Because $\wt h(0) = 0$, it's well-known this implies $\wt h$ is additive
(because $\wt h(x+y) = 2\wt h\left( (x+y)/2 \right) = \wt h(x) + \wt h(y)$
for any real numbers $x$ to $y$).
\end{itemize}
But $\wt h$ is bounded below on $[0,1]$ since $g \ge 0$,
and since $\wt h$ is also additive,
it follows (well-known) that $\wt h$ is linear.
Thus $h$ is the zero function.
So, the function $g$ is linear over $[1/8,3/8]$;
thus we may write $g(x) = kx + \ell$, valid for $1/8 \le x \le 3/8$.
Since $3g(1/3) = 1$, it follows $k + 3\ell = 1$.
For $0 < x < 1/8$ we have
$g(x) = 2g(0.15) - g(0.3-x) = 2(0.15k+\ell) - (k(0.3-x)+\ell) = kx+\ell$,
so $g$ is linear over $(0,3/8)$ as well.
Finally, for $3/8 < x < 1$, we use the given equation
\[
1 = g\left( \frac{1-x}{2} \right)
+ g\left( \frac{1-x}{2} \right)
+ g(x)
\implies g(x) = 1 - 2\left( k \cdot \frac{1-x}{2} + \ell \right)
= kx+\ell
\]
since $\frac{1-x}{2} < \frac{5}{16} < \frac{3}{8}$.
Thus $g$ is linear over all.
\end{proof}
Putting this back in,
we deduce that $g(x) = kx + \frac{1-k}{3}$ for some $k \in [-1/2,1]$,
and so \[ f(x) = \frac{k}{x+1} + \frac{1-k}{3} \]
for some $k \in [-1/2,1]$.
All such functions work.
\pagebreak
\subsection{USAMO 2018/3, proposed by Ivan Borsenco}
\textsl{Available online at \url{https://aops.com/community/p10226222}.}
\begin{mdframed}[style=mdpurplebox,frametitle={Problem statement}]
Let $n \ge 2$ be an integer, and let $\{a_1, \dots, a_m\}$ denote
the $m = \varphi(n)$ integers less than $n$ and relatively prime to $n$.
Assume that every prime divisor of $m$ also divides $n$.

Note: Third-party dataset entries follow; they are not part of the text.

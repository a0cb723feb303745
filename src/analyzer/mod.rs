//! Content-type detection and chunking-configuration resolution.

pub mod chunk_config;
pub mod content_type;

pub use chunk_config::{analyze_content, preview_chunking, ChunkPreview, ChunkingConfig, ChunkingStrategy};
pub use content_type::{detect_content_type, ContentType, Detection, DetectionEvidence};
//! The ingestion pipeline: a sum-typed `Stage` enum replacing the source's
//! deep `BaseStage` subclass hierarchy, each implementing `execute(ctx) ->
//! Result<StageResult>`.

pub mod fingerprint;
pub mod indexing;
pub mod optimizer;
pub mod policy;
pub mod preprocess;
pub mod reporting;
pub mod scoring;
pub mod tracker;
pub mod validation;

use chrono::{DateTime, Utc};
use serde::{Deserialize, Serialize};
use std::collections::HashMap;

#[derive(Debug, Clone, Copy, PartialEq, Eq, Serialize, Deserialize)]
#[serde(rename_all = "snake_case")]
pub enum StageStatus {
    Pending,
    Running,
    Succeeded,
    Failed,
    Skipped,
}

/// Result of executing a single pipeline stage. Expected failures (missing
/// input, policy violations) are encoded here rather than as an `Err` —
/// only truly unexpected failures bubble up as `Result::Err`.
#[derive(Debug, Clone, Serialize, Deserialize)]
pub struct StageResult {
    pub status: StageStatus,
    pub stage_name: String,
    pub metrics: serde_json::Value,
    pub error: Option<String>,
    pub started_at: DateTime<Utc>,
    pub finished_at: DateTime<Utc>,
    pub artifacts: Option<HashMap<String, String>>,
}

impl StageResult {
    pub fn succeeded(stage_name: impl Into<String>, metrics: serde_json::Value, started_at: DateTime<Utc>) -> Self {
        Self {
            status: StageStatus::Succeeded,
            stage_name: stage_name.into(),
            metrics,
            error: None,
            started_at,
            finished_at: Utc::now(),
            artifacts: None,
        }
    }

    pub fn failed(stage_name: impl Into<String>, error: impl Into<String>, started_at: DateTime<Utc>) -> Self {
        Self {
            status: StageStatus::Failed,
            stage_name: stage_name.into(),
            metrics: serde_json::Value::Object(Default::default()),
            error: Some(error.into()),
            started_at,
            finished_at: Utc::now(),
            artifacts: None,
        }
    }

    pub fn skipped(stage_name: impl Into<String>, reason: impl Into<String>, started_at: DateTime<Utc>) -> Self {
        Self {
            status: StageStatus::Skipped,
            stage_name: stage_name.into(),
            metrics: serde_json::json!({ "reason": reason.into() }),
            error: None,
            started_at,
            finished_at: Utc::now(),
            artifacts: None,
        }
    }

    pub fn with_artifacts(mut self, artifacts: HashMap<String, String>) -> Self {
        self.artifacts = Some(artifacts);
        self
    }
}

/// The seven pipeline stages, replacing the source's `BaseStage` subclass
/// hierarchy with a closed sum type. Each variant names the data a stage
/// needs from context; execution is dispatched by `PipelineRunner`.
#[derive(Debug, Clone, Copy, PartialEq, Eq)]
pub enum Stage {
    Preprocess,
    Score,
    Fingerprint,
    Policy,
    Indexing,
    Validation,
    Reporting,
}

Prove that $m$ divides $a_1^k + \dots + a_m^k$ for every positive
integer $k$.
\end{mdframed}
For brevity, given any $n$,
we let $A(n) = \left\{ 1 \le x \le n, \gcd(x,n) = 1 \right\}$
(thus $|A(n)| = \varphi(n)$).
Also, let $S(n,k) = \sum_{a \in A(n)} a^k$.
We will prove the stronger statement
(which eliminates the hypothesis on $n$).
\begin{claim*}
Let $n \ge 2$ be arbitrary (and $k \ge 0$).
If $p \mid n$, then \[ \nu_p (\varphi(n)) \le \nu_p(S(n,k)). \]
\end{claim*}
We start with the special case where $n$ is a prime power.
\begin{lemma*}
Let $p$ be prime, $e \ge 1$, $k \ge 0$.
We always have
\[ S(p^e, k) = \sum_{x \in A(p^e)} x^k \equiv 0 \pmod{p^{e-1}}. \]
\end{lemma*}
\begin{proof}
For $p$ odd, this follows by taking a primitive root $g$ modulo $p^{e}$.
We will have
\[ S(p^e, k) \equiv 1 + g^k + g^{2k} + \dots + g^{(\varphi(p^e)-1)k}
\equiv \frac{g^{\varphi(p^e) k} - 1}{g^k - 1}. \]
If $p-1 \nmid k$, then the denominator is not divisible by $p$
and hence the entire expression is $0 \pmod{p^e}$.
In the other case where $p-1 \mid k$,
since $\nu_p(\varphi(p^e)) = e-1$,
the exponent lifting lemma implies
\[ \nu_p\left( (g^k)^{\varphi(p^e)} - 1 \right)
= \nu_p(g^k-1) + (e-1) \]
and so the conclusion is true here too.
In the annoying case $p = 2$, the proof is broken into two cases:
for $k$ odd it follows by pairing $x$ with $2^e-x$
and when $k$ is even one can take $5$ as a generator
of all the quadratic residues as in the $p > 2$ case.
\end{proof}
\begin{corollary*}
We have $\nu_p(1^k + \dots + t^k) \ge \nu_p(t) - 1$ for any $k$,
$t$, $p$.
\end{corollary*}
\begin{proof}
Assume $p \mid t$.
Handle the terms in that sum divisible by $p$ (by induction)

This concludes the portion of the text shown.